We have all been there. The presents are unwrapped, the dinner leftovers are boxed up nicely in the fridge, the carolers have stopped singing, and the kids have been relentlessly playing with the same Rogue Hoverboard for the last 24 hours. All of a sudden, the prospect of the next six days before New Year’s Eve feels like such a drag. It is a little too many days to ruminate over Grinch aunt’s latest back-handed compliment or cross over all the goals you might have, err, not accomplished this year. Add in a dash of seasonal affective disorder and we are headed for a long “romjul,” what the Norwegians call the period between Christmas and New Year’s Eve.
Emily Esfahani Smith, journalist and author of The Power of Meaning: Finding Fulfillment in a World Obsessed With Happiness, notes that there are a few things you can do to combat the feeling of aimlessness during this time, starting with being mindful about what it is that is affecting the mood. “It’s the holidays and there’s so much anticipation around it, plus so much to do to get ready for it,” she says. “Then it all happens, it’s over, and it leaves people feeling a little emotionally hungover. You’re overwhelmed by all these friends, family and activities, and then all of a sudden, those things are not there.”
Fortunately, finding meaning in life is in the small things, as a growing body of research in psychology suggests. One study found that teenagers who did chores around the house felt a stronger sense of purpose in life, simply because they felt they were contributing to something bigger: their family. We are by no means suggesting you should spend romjul alternating between the dishes and the vacuum cleaner, but we are saying maybe it is the perfect time to reflect on how you can intentionally tune in to your surroundings and get reenergized for the New Year. After all, research suggests that 40 percent of people’s happiness comes from the choices they make. Below, Esfahani Smith’s recommendations:
“Reflect” is basically synonym for keeping a journal — and actually writing on it. But if that is too cumbersome, lean in to the uncomfortable feeling of no-plans, no-purpose and make mental notes of all you accomplished and learned. “[Think about] what you accomplished, how you grew, what were the setbacks and what you learned from them. I look forward to that time because it’s downtime. Even if you’re not officially off work, people aren’t on email, it’s quiet, and I get a lot of reading done. A couple of times I’ve spent that time on a silent retreat, literally just trying to be quiet, reflect, read. I keep a journal and write in it.”
2. Get Involved
Psychologist Mark Sullivan said happiness comes from belonging and serving something bigger than yourself. In other words, pause the Netflix binge session and the Instagram scroll and tune in to others around you, whether that is volunteering for an afternoon at a local organization that serves the community, or spending more time with family. Research also shows that a sense of community is one of the biggest ways to reclaim the feeling of jolly. “It’s the perfect way to engage with transcendence. There are all the religious services, all the music, and all the rituals that surround this time, that make that easy.”
3. Set Goals
Go back to the drawing board and start something new, whether that is simply renewal of your mind, or the proverbial summer bod. “Think about your New Year’s resolutions and what you want to accomplish. It’s all about prioritizing what’s important to you, and reflecting back on the last year, where we might’ve not prioritized what was important, or focused on other things and didn’t put enough effort into making our relationships better.”

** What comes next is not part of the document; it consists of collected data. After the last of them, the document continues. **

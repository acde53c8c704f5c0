//! Screen identifier enum.

use std::fmt;

/// Identifies each primary TUI screen, navigable by number keys.
#[derive(Debug, Clone, Copy, PartialEq, Eq, Hash, Default)]
pub enum ScreenId {
    #[default]
    Home, // 1
    Search, // 2
}

impl ScreenId {
    /// All screens in tab-bar order.
    pub const ALL: [ScreenId; 2] = [Self::Home, Self::Search];

    /// Numeric key for this screen.
    pub fn number(self) -> u8 {
        match self {
            Self::Home => 1,
            Self::Search => 2,
        }
    }

    /// Screen from a numeric key. Returns None for out-of-range.
    pub fn from_number(n: u8) -> Option<Self> {
        Self::ALL.into_iter().find(|s| s.number() == n)
    }

    /// Next screen in tab order (wraps around).
    pub fn next(self) -> Self {
        let idx = Self::ALL.iter().position(|&s| s == self).unwrap_or(0);
        Self::ALL[(idx + 1) % Self::ALL.len()]
    }

    /// Previous screen in tab order (wraps around).
    pub fn prev(self) -> Self {
        let idx = Self::ALL.iter().position(|&s| s == self).unwrap_or(0);
        Self::ALL[(idx + Self::ALL.len() - 1) % Self::ALL.len()]
    }

    /// Short label for the tab bar.
    pub fn label(self) -> &'static str {
        match self {
            Self::Home => "Home",
            Self::Search => "Search",
        }
    }
}

impl fmt::Display for ScreenId {
    fn fmt(&self, f: &mut fmt::Formatter<'_>) -> fmt::Result {
        f.write_str(self.label())
    }
}

#[cfg(test)]
mod tests {
    use pretty_assertions::assert_eq;

    use super::*;

    #[test]
    fn number_keys_round_trip() {
        for id in ScreenId::ALL {
            assert_eq!(ScreenId::from_number(id.number()), Some(id));
        }
        assert_eq!(ScreenId::from_number(9), None);
    }

    #[test]
    fn tab_order_wraps() {
        assert_eq!(ScreenId::Search.next(), ScreenId::Home);
        assert_eq!(ScreenId::Home.prev(), ScreenId::Search);
    }
}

4. Engage in Story-Telling
A research study found that even simply cheering up a friend is an activity that brings deeper meaning to people’s lives. As one of Esfahani Smith’s most important pillars of meaning, story telling also means attaching a narrative to your life, where you have been and where you want to go. “It also means engaging in stories in the most banal sense of the word: around the holiday dinner table, retelling the stories of nativity, and all things like that.” It might also be the perfect time to start a blog.
5. Revamp Your Beauty Routine
Resolve to start the new year with a fresh outlook on life and a fresh face. By this point in the year, your skin might be feeling a little dehydrated — whether due to the second serving of mulled wine at the in-laws, or lack of humidity in the winter air, you decide. Carve some time to go on a hunt for thicker moisturizers and introduce a retinol to your routine for a boost of smoothness and radiance. Plus consider putting the phone away as you reflect and recharge. The benefits will be two-fold: You’ll find more time to be present with loved ones, as well as avoid the negative effect of blue light pollution on your skin and your sleep cycle. Perhaps you’ll even find you don’t need to be on it as much this coming year, and you’ll find more time to make all these practices a part of your daily New Year’s resolutions.
All in all, when the year ends, a lot of things go with it — your to-do list, your shopping list, the sparkly holiday clothes —but just like Esfahani Smith says, “It can actually be a very productive period if you bring an awareness to it.”